The deoxyglucose method adapted for studies of glucose metabolism in the early chick embryo

Abstract

¹⁴C‐2‐deoxyglucose (DG), currently employed in in vivo studies of brain glucose metabolism, has been used for determination of glucose consumption in the in vitro developing chick embryo. DG, presented in traces, accumulates in the embryo in proportion with incubation time. Analysis of tissue homogenates shows that the accumulated radioactivity is due to both phosphorylated (DGP) and nonphosphorylated DG. As it is only the radioactivity originating from the DGP that is proportional to glucose utilization, the nonphosphorylated DG must be washed out.
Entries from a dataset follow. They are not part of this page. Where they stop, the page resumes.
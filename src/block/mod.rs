// Block codec.
//
// A compressed stream after the 2-byte stream header is a sequence of
// blocks.  Each block starts with a 2-bit type tag followed by a 1-bit
// final flag:
//
//   tag 0  stored   align to byte, LEN, NLEN (= !LEN), LEN raw bytes
//   tag 1  fixed    tokens coded with the fixed tables, then symbol 256
//   tag 2  dynamic  code-length header, tokens, then symbol 256
//   tag 3  reserved (corrupt)
//
// - `token`: LZ77 tokens and the length/distance symbol tables
// - `encoder`: BlockEncoder, collects tokens, picks the cheapest coding
// - `decoder`: block header, table and token parsing

pub mod decoder;
pub mod encoder;
pub mod token;

use crate::error::{CodecError, Result};

pub use encoder::BlockEncoder;
pub use token::Token;

/// Order in which code-length code lengths are transmitted.
pub const CL_ORDER: [usize; 19] = [
    16, 17, 18, 0, 8, 7, 9, 6, 10, 5, 11, 4, 12, 3, 13, 2, 14, 1, 15,
];

/// Largest payload of a single stored block.
pub const MAX_STORED_LEN: usize = u16::MAX as usize;

/// Block coding strategy, numbered by its tag.
#[derive(Debug, Clone, Copy, PartialEq, Eq)]
pub enum BlockKind {
    Stored = 0,
    Fixed = 1,
    Dynamic = 2,
}

impl BlockKind {
    /// Parse a 2-bit type tag.
    pub fn from_tag(tag: u32) -> Result<Self> {
        match tag {
            0 => Ok(Self::Stored),
            1 => Ok(Self::Fixed),
            2 => Ok(Self::Dynamic),
            _ => Err(CodecError::corrupt(format!("reserved block type {tag}"))),
        }
    }

    pub fn tag(self) -> u32 {
        self as u32
    }

    pub fn name(self) -> &'static str {
        match self {
            Self::Stored => "stored",
            Self::Fixed => "fixed",
            Self::Dynamic => "dynamic",
        }
    }
}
The washout shows two distinct kinetics: a fast one corresponding to DG that has entered the cells but has not yet been phosphorylated and a slow one that is probably due to a dephosphorylated DGP coming from a different cellular compartment. On the basis of these results the optimal experimental conditions have been defined, allowing quantitative studies of glucose metabolism during the first day of development of the chicken embryo. From 18 to 24 hr of incubation (end of gastrulation), total glucose consumption increases from 50 nmol · h⁻¹ at stage 3–4 to 90 nmol · h⁻¹ at stage 6–7. This increase mainly reflects the growth of the blastodisc. Comparison with the values of O₂ uptake measured at the same period of development suggests that only a fraction of the glucose consumed is oxidized, the major part being converted aerobically to lactate.